_Provided records_
//! Session State Machine
//!
//! Pure transitions over a [`Session`]. No locking, no I/O, no clock reads;
//! the engine supplies the time and holds the session lock around each call.
//!
//! ```text
//!   LOCKED ──total >= threshold──► UNLOCKED ──puzzle──► PLAYING ──spin──► WON
//!     ▲                                                                   │
//!     │◄────────────── refresh, no reward (next cycle) ───────────────────┤
//!     │                                                                   │
//!     └──── refresh (NextCycle policy) ◄── REWARD_APPLIED ◄── refresh ────┘
//! ```
//!
//! Every function validates fully before touching the session, so a
//! rejected call leaves it exactly as it was.

use chrono::{DateTime, Utc};

use crate::audit;
use crate::config::AfterRewardPolicy;
use crate::core::hash::ZERO_HASH;
use crate::core::money::Money;
use crate::engine::events::SessionEventKind;
use crate::engine::session::{
    GameStatus, OrderLine, PuzzleRecord, Session, SessionStatus, SpinRecord,
};
use crate::engine::GameError;
use crate::wheel::config::ValidatedConfig;
use crate::wheel::selector::SelectedSlot;

/// Events produced by one transition.
pub type Transition = Vec<SessionEventKind>;

fn ensure_open(session: &Session) -> Result<(), GameError> {
    if session.is_open() {
        Ok(())
    } else {
        Err(GameError::SessionClosed(session.id))
    }
}

fn not_eligible(session: &Session, reason: &'static str) -> GameError {
    GameError::NotEligible { status: session.game_status, reason }
}

/// Bump the version if anything was committed.
fn commit(session: &mut Session, events: Transition) -> Transition {
    if !events.is_empty() {
        session.version += 1;
    }
    events
}

/// LOCKED → UNLOCKED when the cycle threshold is met.
///
/// Only ever moves forward: a session past LOCKED is left alone, so adding
/// items can never re-lock the current cycle.
fn try_unlock(session: &mut Session, config: Option<&ValidatedConfig>) -> Option<SessionEventKind> {
    if session.game_status != GameStatus::Locked {
        return None;
    }
    let config = config?;
    let threshold = config.threshold_for(session.spin_count);
    if session.total_amount >= threshold {
        session.game_status = GameStatus::Unlocked;
        Some(SessionEventKind::Unlocked { cycle: session.spin_count, threshold })
    } else {
        None
    }
}

/// Append order lines and re-evaluate the unlock guard.
///
/// Without an active config the items are still recorded; the session just
/// cannot unlock until one exists.
pub fn add_items(
    session: &mut Session,
    lines: Vec<OrderLine>,
    config: Option<&ValidatedConfig>,
) -> Result<Transition, GameError> {
    ensure_open(session)?;
    if lines.is_empty() {
        return Err(GameError::InvalidOrder("order has no lines".to_string()));
    }

    let mut batch = Money::ZERO;
    for (index, line) in lines.iter().enumerate() {
        if line.menu_item_id.as_str().trim().is_empty() {
            return Err(GameError::InvalidOrder(format!("line {}: missing menu item", index)));
        }
        if line.quantity == 0 {
            return Err(GameError::InvalidOrder(format!("line {}: quantity must be at least 1", index)));
        }
        if line.unit_price.is_negative() {
            return Err(GameError::InvalidOrder(format!("line {}: negative price", index)));
        }
        batch = line
            .line_total()
            .and_then(|total| batch.checked_add(total))
            .ok_or_else(|| GameError::InvalidOrder("order total overflows".to_string()))?;
    }
    let new_total = session
        .total_amount
        .checked_add(batch)
        .ok_or_else(|| GameError::InvalidOrder("session total overflows".to_string()))?;

    let count = lines.len();
    session.items.extend(lines);
    session.total_amount = new_total;

    let mut events = vec![SessionEventKind::ItemsAdded { lines: count, total_amount: new_total }];
    events.extend(try_unlock(session, config));
    Ok(commit(session, events))
}

/// UNLOCKED → PLAYING.
pub fn mark_puzzle_solved(session: &mut Session, now: DateTime<Utc>) -> Result<Transition, GameError> {
    ensure_open(session)?;
    if session.game_status != GameStatus::Unlocked {
        return Err(not_eligible(session, "puzzle is not unlocked"));
    }

    let cycle = session.spin_count;
    session.game_status = GameStatus::Playing;
    session.puzzles.push(PuzzleRecord { cycle, solved_at: now });
    Ok(commit(session, vec![SessionEventKind::PuzzleSolved { cycle }]))
}

/// Guard for PLAYING → WON. At most one spin per cycle.
pub fn ensure_can_spin(session: &Session) -> Result<(), GameError> {
    ensure_open(session)?;
    if session.game_status != GameStatus::Playing {
        return Err(not_eligible(session, "spin requires a solved puzzle"));
    }
    if session.reward_won.is_some() {
        return Err(not_eligible(session, "reward already recorded for this cycle"));
    }
    Ok(())
}

/// PLAYING → WON. Records the outcome and closes the cycle.
///
/// Callers must have passed [`ensure_can_spin`] under the same lock.
pub fn commit_spin(
    session: &mut Session,
    selected: SelectedSlot,
    seed: Option<u64>,
    config: &ValidatedConfig,
    now: DateTime<Utc>,
) -> Result<(SpinRecord, Transition), GameError> {
    ensure_can_spin(session)?;

    let cycle = session.spin_count;
    let prev_hash = session.ledger_head();
    let mut record = SpinRecord {
        cycle,
        slot_index: selected.index,
        label: selected.slot.label.clone(),
        reward: selected.slot.reward.clone(),
        draw: selected.draw,
        seed,
        config_version: config.version,
        config_hash: config.hash,
        spun_at: now,
        prev_hash,
        hash: ZERO_HASH,
    };
    audit::seal(&session.id, &mut record);

    session.game_status = GameStatus::Won;
    session.reward_won = selected.slot.reward.clone();
    session.spin_count += 1;
    session.spins.push(record.clone());

    let events = vec![SessionEventKind::SpinResolved {
        cycle,
        slot_index: selected.index,
        label: selected.slot.label,
        reward: selected.slot.reward,
    }];
    Ok((record, commit(session, events)))
}

/// Start the next cycle: LOCKED, then re-check the new threshold at once.
fn start_next_cycle(session: &mut Session, config: Option<&ValidatedConfig>, events: &mut Transition) {
    session.game_status = GameStatus::Locked;
    events.push(SessionEventKind::CycleReset { cycle: session.spin_count });
    events.extend(try_unlock(session, config));
}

_Work item_
Only the lines above from the line containing "session.version += 1;" through the line containing "the current cycle." should be retyped, exactly and with both ends included.

_Task output_
        session.version += 1;
    }
    events
}

/// LOCKED → UNLOCKED when the cycle threshold is met.
///
/// Only ever moves forward: a session past LOCKED is left alone, so adding
/// items can never re-lock the current cycle.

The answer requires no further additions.